# Assignment
All that should be output is the block of lines below from the line with "let second: Vec<_>" to the line with "php_below_8 and null_byte_vulnerable", both included, exactly as written.

(Collected data)
#[cfg(test)]
mod tests {
    use super::*;
    use crate::observer::{ConfidenceLevel, ObservationType};
    use crate::types::{TechStack, WafProfile};

    fn engine() -> HypothesisEngine {
        HypothesisEngine::new(Arc::new(HypothesisRules::load().unwrap()))
    }

    fn obs(obs_type: ObservationType, level: ConfidenceLevel, file: &str) -> Observation {
        let mut o = Observation::new(obs_type, level);
        o.uploaded_filename = Some(file.to_string());
        o
    }

    fn ctx() -> AttackContext {
        AttackContext::new("https://lab.test/my-account/avatar", "https://lab.test")
    }

    #[test]
    fn test_analyze_weights_by_observation_confidence() {
        let mut engine = engine();
        let mut ctx = ctx();
        ctx.add_observation(obs(ObservationType::ExtensionForced, ConfidenceLevel::High, "test.php"));
        engine.analyze(&mut ctx);

        let blacklist = ctx.hypothesis(HypothesisName::BlacklistFilter).unwrap();
        assert!((blacklist.confidence() - 0.7 * 0.9).abs() < 1e-9);
        assert!(blacklist.suggested_strategies().iter().any(|s| s == "null_byte"));
    }

    #[test]
    fn test_repeated_derivation_merges() {
        let mut engine = engine();
        let mut ctx = ctx();
        ctx.add_observation(obs(ObservationType::ExtensionForced, ConfidenceLevel::High, "test.php"));
        ctx.add_observation(obs(ObservationType::ExtensionForced, ConfidenceLevel::High, "test.jsp"));
        engine.analyze(&mut ctx);

        let blacklist = ctx.hypothesis(HypothesisName::BlacklistFilter).unwrap();
        assert_eq!(blacklist.evidence().len(), 2);
        assert!((blacklist.confidence() - (0.63 + 0.1)).abs() < 1e-9);
        assert_eq!(
            ctx.hypotheses().keys().filter(|k| **k == HypothesisName::BlacklistFilter).count(),
            1
        );
    }

    #[test]
    fn test_analyze_is_idempotent() {
        let mut engine = engine();
        let mut ctx = ctx();
        ctx.add_observation(obs(ObservationType::UploadRejected, ConfidenceLevel::High, "test.php"));
        ctx.add_observation(obs(ObservationType::NullByteSuccess, ConfidenceLevel::High, "x.php%00.jpg"));
        ctx.set_tech_stack(TechStack {
            language: Some("PHP".into()),
            language_version: Some("8.1.0".into()),
            confidence: 0.4,
            ..Default::default()
        });

        engine.analyze(&mut ctx);
        let first: Vec<_> = ctx.hypotheses().values().map(|h| (h.name(), h.confidence())).collect();
        engine.analyze(&mut ctx);
        let second: Vec<_> = ctx.hypotheses().values().map(|h| (h.name(), h.confidence())).collect();
        assert_eq!(first, second);
    }

    #[test]
    fn test_conflict_halves_weaker() {
        let mut engine = engine();
        let mut ctx = ctx();
        ctx.add_observation(obs(ObservationType::NullByteSuccess, ConfidenceLevel::High, "x.php%00.jpg"));
        ctx.set_tech_stack(TechStack {
            language: Some("PHP".into()),
            language_version: Some("8.2".into()),
            confidence: 0.4,
            ..Default::default()
        });
        engine.analyze(&mut ctx);

        // php_8_or_above at 0.38 loses to php_below_8 and null_byte_vulnerable
        let php8 = ctx.hypothesis(HypothesisName::Php8OrAbove).unwrap();
        assert!((php8.confidence() - 0.95 * 0.4 * 0.25).abs() < 1e-9);
        assert!(php8.contradictions().iter().any(|c| c == "Conflicts with php_below_8"));
        assert!(php8.contradictions().iter().any(|c| c == "Conflicts with null_byte_vulnerable"));
        let below = ctx.hypothesis(HypothesisName::PhpBelow8).unwrap();
        assert!((below.confidence() - 0.9 * 0.9).abs() < 1e-9);
    }

    #[test]
    fn test_conflict_tie_halves_later_name() {
        let mut engine = engine();
        let mut ctx = ctx();
        ctx.add_observation(obs(ObservationType::ExtensionForced, ConfidenceLevel::High, "test.php"));
        ctx.insert_hypothesis(
            Hypothesis::new(HypothesisName::WhitelistFilter, 0.7 * 0.9).with_evidence("manual"),
        );
        engine.analyze(&mut ctx);

        let white = ctx.hypothesis(HypothesisName::WhitelistFilter).unwrap();
        assert!((white.confidence() - 0.315).abs() < 1e-9);
        let black = ctx.hypothesis(HypothesisName::BlacklistFilter).unwrap();
        assert!(black.contradictions().is_empty());

        // Retained hypotheses are not halved again
        engine.analyze(&mut ctx);
        let white = ctx.hypothesis(HypothesisName::WhitelistFilter).unwrap();
        assert!((white.confidence() - 0.315).abs() < 1e-9);
    }

    #[test]
    fn test_waf_profile_synthesizes_beliefs() {
        let mut engine = engine();
        let mut ctx = ctx();
        ctx.set_waf_profile(WafProfile {
            detected: true,
            vendor: "Cloudflare".into(),
            confidence: 0.8,
            signatures: vec!["header:cf-ray".into()],
            bypass_techniques: vec!["a".into(), "b".into(), "c".into(), "d".into()],
        });
        engine.analyze(&mut ctx);

        let waf = ctx.hypothesis(HypothesisName::WafPresent).unwrap();
        assert!((waf.confidence() - 0.9).abs() < 1e-9);
        assert!(waf.suggested_strategies().iter().any(|s| s == "encoding_bypass"));

        let bypass = ctx.hypothesis(HypothesisName::BypassRequired).unwrap();
        assert!((bypass.confidence() - 0.72).abs() < 1e-9);
        assert_eq!(bypass.suggested_strategies(), ["a", "b", "c"]);
    }

    #[test]
    fn test_update_supports_creates_and_contradicts() {
        let mut engine = engine();
        let mut ctx = ctx();
        ctx.insert_hypothesis(Hypothesis::new(HypothesisName::Php8OrAbove, 0.6));
        ctx.insert_hypothesis(Hypothesis::new(HypothesisName::BlacklistFilter, 0.5));

        let batch = vec![obs(ObservationType::NullByteSuccess, ConfidenceLevel::High, "x.php%00.jpg")];
        engine.update(&mut ctx, &batch);

        assert!((ctx.hypothesis_confidence(HypothesisName::Php8OrAbove) - 0.45).abs() < 1e-9);
        assert!((ctx.hypothesis_confidence(HypothesisName::BlacklistFilter) - 0.6).abs() < 1e-9);
        assert!((ctx.hypothesis_confidence(HypothesisName::NullByteVulnerable) - 0.95).abs() < 1e-9);

        // Same observation again adds nothing
        engine.update(&mut ctx, &batch);
        assert!((ctx.hypothesis_confidence(HypothesisName::Php8OrAbove) - 0.45).abs() < 1e-9);
    }

    #[test]
    fn test_update_applies_engine_policy() {
        let policy = HypothesisPolicy {
            evidence_boost: 0.0,
            contradiction_penalty: 0.3,
            ..STANDARD_POLICY.hypothesis
        };
        let mut engine = engine().with_policy(policy);
        let mut ctx = ctx();
        ctx.insert_hypothesis(Hypothesis::new(HypothesisName::Php8OrAbove, 0.6));
        ctx.insert_hypothesis(Hypothesis::new(HypothesisName::BlacklistFilter, 0.5));

        let batch = vec![obs(ObservationType::NullByteSuccess, ConfidenceLevel::High, "x.php%00.jpg")];
        engine.update(&mut ctx, &batch);

        assert!((ctx.hypothesis_confidence(HypothesisName::Php8OrAbove) - 0.3).abs() < 1e-9);
        assert!((ctx.hypothesis_confidence(HypothesisName::BlacklistFilter) - 0.5).abs() < 1e-9);
    }

    #[test]
    fn test_stats() {
        let mut engine = engine();
        let mut ctx = ctx();
        ctx.add_observation(obs(ObservationType::WafDetected, ConfidenceLevel::High, "a.jpg"));
        engine.analyze(&mut ctx);
        let stats = engine.stats(&ctx);
        assert_eq!(stats.total, 2);
        assert_eq!(stats.created, 2);
        assert_eq!(stats.confirmed, 2);
        assert_eq!(stats.rejected, 0);
    }
}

# Result
        let second: Vec<_> = ctx.hypotheses().values().map(|h| (h.name(), h.confidence())).collect();
        assert_eq!(first, second);
    }

    #[test]
    fn test_conflict_halves_weaker() {
        let mut engine = engine();
        let mut ctx = ctx();
        ctx.add_observation(obs(ObservationType::NullByteSuccess, ConfidenceLevel::High, "x.php%00.jpg"));
        ctx.set_tech_stack(TechStack {
            language: Some("PHP".into()),
            language_version: Some("8.2".into()),
            confidence: 0.4,
            ..Default::default()
        });
        engine.analyze(&mut ctx);

        // php_8_or_above at 0.38 loses to php_below_8 and null_byte_vulnerable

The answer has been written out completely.